Sheikh Ahmed Mohamed Islaam Madobe () is the President of the Jubaland State of Somalia.

Background

Islamic Courts Union
As a member of Islamic Courts Union (ICU) Madobe was governor of Jubaland, in 2006. When the ICU was overthrown by Ethiopian National Defense Force he fled towards the Kenyan border when he was wounded, and later received medical treatment at an Ethiopian hospital.

He was later arrested by the Ethiopians. When the Somali parliament expanded to 550 MPs he was elected as an MP in January 2009 and released from  the Ethiopian prison. On 4 April 2009 he announced his resignation from the parliament.

Jubaland presidency
On 15 May 2013, Madobe was elected president of Somalia's southern Jubaland region.

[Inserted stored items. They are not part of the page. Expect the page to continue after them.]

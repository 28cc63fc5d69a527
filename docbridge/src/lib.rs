//! docbridge - document database operations on a local event bus
//!
//! Registers insert, upsert, remove, find and get processors backed by a
//! [`docstore::DocStore`] and serves them over a Unix Domain Socket.

pub mod bus;
pub mod cli;
pub mod config;
pub mod convert;
pub mod handlers;

pub use bus::{BusClient, Event, Processor, ProcessorRegistry};
pub use config::Config;
pub use handlers::register_db_processors;
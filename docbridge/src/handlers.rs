//! Database processors
//!
//! One processor per topic under a configurable prefix (`db::insert`,
//! `db::find`, ...). Each reads its parameters from the event payload, runs
//! the operation through the store and writes the outcome back into the
//! payload. Bad parameters and store errors become error headers; the event is
//! acknowledged either way.

use std::sync::Arc;

use async_trait::async_trait;
use docstore::DocStore;
use futures::StreamExt;
use mongodb::bson::oid::ObjectId;
use mongodb::bson::{Document, doc};
use serde_json::{Map, Value};
use tracing::{debug, warn};

use crate::bus::{Event, Processor, ProcessorRegistry};
use crate::convert::{document_to_json, json_to_document};

pub const DEFAULT_TOPIC_PREFIX: &str = "db";

const NEED_DOC: &str = "need db, collection and doc as parameters";
const NEED_ID: &str = "need db, collection and id as parameters";
const NEED_ID_AND_DOC: &str = "need db, collection, id and doc as parameters";
const NEED_QUERY: &str = "need db, collection and query as parameters";

/// Operation a processor performs
#[derive(Debug, Clone, Copy, PartialEq, Eq)]
pub enum DbOp {
    Insert,
    Upsert,
    Remove,
    Find,
    Get,
}

impl DbOp {
    pub const ALL: [DbOp; 5] = [DbOp::Insert, DbOp::Upsert, DbOp::Remove, DbOp::Find, DbOp::Get];

    pub fn name(&self) -> &'static str {
        match self {
            DbOp::Insert => "insert",
            DbOp::Upsert => "upsert",
            DbOp::Remove => "remove",
            DbOp::Find => "find",
            DbOp::Get => "get",
        }
    }

    /// Topic this operation is served on
    pub fn topic(&self, prefix: &str) -> String {
        format!("{}::{}", prefix, self.name())
    }
}

/// Register all database processors under `prefix`
pub fn register_db_processors(registry: &mut ProcessorRegistry, store: DocStore, prefix: &str) {
    debug!(%prefix, "register_db_processors: called");
    for op in DbOp::ALL {
        registry.register_processor(
            op.topic(prefix),
            Arc::new(DbProcessor {
                store: store.clone(),
                op,
            }),
        );
    }
}

/// Processor running one database operation
pub struct DbProcessor {
    store: DocStore,
    op: DbOp,
}

impl DbProcessor {
    pub fn new(store: DocStore, op: DbOp) -> Self {
        Self { store, op }
    }
}

#[async_trait]
impl Processor for DbProcessor {
    async fn process(&self, event: &mut Event) {
        debug!(id = %event.id, op = self.op.name(), "process: called");
        let outcome = match self.op {
            DbOp::Insert => self.insert(event).await,
            DbOp::Upsert => self.upsert(event).await,
            DbOp::Remove => self.remove(event).await,
            DbOp::Find => self.find(event).await,
            DbOp::Get => self.get(event).await,
        };
        if let Err(message) = outcome {
            warn!(id = %event.id, op = self.op.name(), %message, "Event processing failed");
            event.add_error(message);
        }
    }
}

/// Payload fields shared by every operation
struct Target {
    db: String,
    collection: String,
}

fn target(event: &Event) -> Option<Target> {
    Some(Target {
        db: event.get_str("db")?.to_string(),
        collection: event.get_str("collection")?.to_string(),
    })
}

fn object_param(event: &Event, key: &str) -> Option<Map<String, Value>> {
    event.get_object(key).cloned()
}

/// `{"_id": <ObjectId>}` for the event's `id` parameter
fn id_query(id: &str) -> Result<Document, String> {
    let oid = ObjectId::parse_str(id).map_err(|e| format!("invalid id {id}: {e}"))?;
    Ok(doc! { "_id": oid })
}

impl DbProcessor {
    async fn insert(&self, event: &mut Event) -> Result<(), String> {
        let (Some(t), Some(object)) = (target(event), object_param(event, "doc")) else {
            return Err(NEED_DOC.to_string());
        };

        let oid = ObjectId::new();
        let mut doc = json_to_document(&object).map_err(|e| e.to_string())?;
        doc.insert("_id", oid);

        self.store
            .insert(&t.db, &t.collection, doc)
            .await
            .map_err(|e| e.to_string())?;
        event.set("id", Value::String(oid.to_hex()));
        Ok(())
    }

    async fn upsert(&self, event: &mut Event) -> Result<(), String> {
        let (Some(t), Some(id), Some(object)) = (
            target(event),
            event.get_str("id").map(str::to_string),
            object_param(event, "doc"),
        ) else {
            return Err(NEED_ID_AND_DOC.to_string());
        };

        let query = id_query(&id)?;
        let doc = json_to_document(&object).map_err(|e| e.to_string())?;

        self.store
            .upsert(&t.db, &t.collection, query, doc)
            .await
            .map_err(|e| e.to_string())?;
        event.set("success", Value::Bool(true));
        Ok(())
    }

    async fn remove(&self, event: &mut Event) -> Result<(), String> {
        let (Some(t), Some(id)) = (target(event), event.get_str("id").map(str::to_string)) else {
            return Err(NEED_ID.to_string());
        };

        let query = id_query(&id)?;
        self.store
            .remove(&t.db, &t.collection, query)
            .await
            .map_err(|e| e.to_string())?;
        event.set("success", Value::Bool(true));
        Ok(())
    }

    async fn find(&self, event: &mut Event) -> Result<(), String> {
        let (Some(t), Some(object)) = (target(event), object_param(event, "query")) else {
            return Err(NEED_QUERY.to_string());
        };

        let query = json_to_document(&object).map_err(|e| e.to_string())?;
        let mut stream = self
            .store
            .find(&t.db, &t.collection, query)
            .await
            .map_err(|e| e.to_string())?;

        let docs: Vec<Value> = stream.collect_all().await.iter().map(document_to_json).collect();
        debug!(id = %event.id, count = docs.len(), "find: collected results");
        event.set("docs", Value::Array(docs));
        Ok(())
    }

    async fn get(&self, event: &mut Event) -> Result<(), String> {
        let (Some(t), Some(id)) = (target(event), event.get_str("id").map(str::to_string)) else {
            return Err(NEED_ID.to_string());
        };

        let query = id_query(&id)?;
        let mut stream = self
            .store
            .find(&t.db, &t.collection, query)
            .await
            .map_err(|e| e.to_string())?;

        // Dropping the stream after the first document stops its producer
        let doc = stream.next().await.map(|d| document_to_json(&d)).unwrap_or(Value::Null);
        event.set("doc", doc);
        Ok(())
    }
}
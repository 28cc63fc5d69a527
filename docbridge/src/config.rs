//! docbridge configuration types and loading

use std::fs;
use std::path::{Path, PathBuf};
use std::time::Duration;

use docstore::StoreConfig;
use eyre::{Context, Result};
use serde::{Deserialize, Serialize};

use crate::bus::get_socket_path;
use crate::handlers::DEFAULT_TOPIC_PREFIX;

/// Main docbridge configuration
#[derive(Debug, Clone, Default, Serialize, Deserialize)]
#[serde(default)]
pub struct Config {
    /// Database connection and queue settings
    pub store: StoreConfig,

    /// Local bus settings
    pub bus: BusConfig,

    /// Log level (TRACE, DEBUG, INFO, WARN, ERROR)
    #[serde(rename = "log-level")]
    pub log_level: Option<String>,
}

impl Config {
    /// Load configuration with fallback chain
    pub fn load(config_path: Option<&PathBuf>) -> Result<Self> {
        if let Some(path) = config_path {
            return Self::load_from_file(path).context(format!("Failed to load config from {}", path.display()));
        }

        // Try project-local config: .docbridge.yml
        let local_config = PathBuf::from(".docbridge.yml");
        if local_config.exists() {
            match Self::load_from_file(&local_config) {
                Ok(config) => return Ok(config),
                Err(e) => {
                    tracing::warn!("Failed to load config from {}: {}", local_config.display(), e);
                }
            }
        }

        // Try user config: ~/.config/docbridge/docbridge.yml
        if let Some(config_dir) = dirs::config_dir() {
            let user_config = config_dir.join("docbridge").join("docbridge.yml");
            if user_config.exists() {
                match Self::load_from_file(&user_config) {
                    Ok(config) => return Ok(config),
                    Err(e) => {
                        tracing::warn!("Failed to load config from {}: {}", user_config.display(), e);
                    }
                }
            }
        }

        tracing::info!("No config file found, using defaults");
        Ok(Self::default())
    }

    /// Log level from the config file, read before logging is set up
    pub fn load_log_level(config_path: Option<&PathBuf>) -> Option<String> {
        Self::load(config_path).ok().and_then(|config| config.log_level)
    }

    fn load_from_file<P: AsRef<Path>>(path: P) -> Result<Self> {
        let content = fs::read_to_string(&path).context("Failed to read config file")?;

        let config: Self = serde_yaml::from_str(&content).context("Failed to parse config file")?;

        tracing::info!("Loaded config from: {}", path.as_ref().display());
        Ok(config)
    }

    /// Apply command-line overrides
    pub fn with_overrides(mut self, db: Option<&str>, socket: Option<&Path>) -> Self {
        if let Some(db) = db {
            self.store.address = db.to_string();
        }
        if let Some(socket) = socket {
            self.bus.socket_path = Some(socket.to_path_buf());
        }
        self
    }
}

/// Local bus configuration
#[derive(Debug, Clone, Serialize, Deserialize)]
#[serde(default)]
pub struct BusConfig {
    /// Unix socket the listener binds; defaults to the runtime directory
    #[serde(rename = "socket-path")]
    pub socket_path: Option<PathBuf>,

    /// Topic prefix of the database processors
    #[serde(rename = "topic-prefix")]
    pub topic_prefix: String,

    /// Client timeout in milliseconds
    #[serde(rename = "timeout-ms")]
    pub timeout_ms: u64,
}

impl Default for BusConfig {
    fn default() -> Self {
        Self {
            socket_path: None,
            topic_prefix: DEFAULT_TOPIC_PREFIX.to_string(),
            timeout_ms: 5000,
        }
    }
}

impl BusConfig {
    pub fn socket_path(&self) -> PathBuf {
        self.socket_path.clone().unwrap_or_else(get_socket_path)
    }

    pub fn timeout(&self) -> Duration {
        Duration::from_millis(self.timeout_ms)
    }
}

Somali Federal Government contention over election

The government of Jubaland, the Independent Election Committee of Jubaland and the Jubaland electorate, the federal constitution and the state constitution recognized Madobe as the legitimate president of Jubaland. The Somali Federal Government, in violation of both federal and state constitutions, recognised Madobe only as interim president.

National Reconciliation Agreement

On 28 August 2013, Madobe signed a national reconciliation agreement in Addis Ababa with the Somali federal government. Endorsed by the federal State Minister for the Presidency Farah Abdulkadir on behalf of President Hassan Sheikh Mohamud, the pact was brokered by the Foreign Ministry of Ethiopia and came after protracted bilateral talks.

Under the terms of the agreement, for a two-year period Jubaland would be administered by a Juba Interim Administration and led by the region's incumbent president, Madobe. The regional president would serve as the chairperson of a new Executive Council, to which he would appoint three deputies. Management of Kismayo's seaport and airport would also be transferred to the Federal Government after a period of six months, and revenues and resources generated from these infrastructures would be earmarked for Jubaland's service delivery and security sectors as well as local institutional development.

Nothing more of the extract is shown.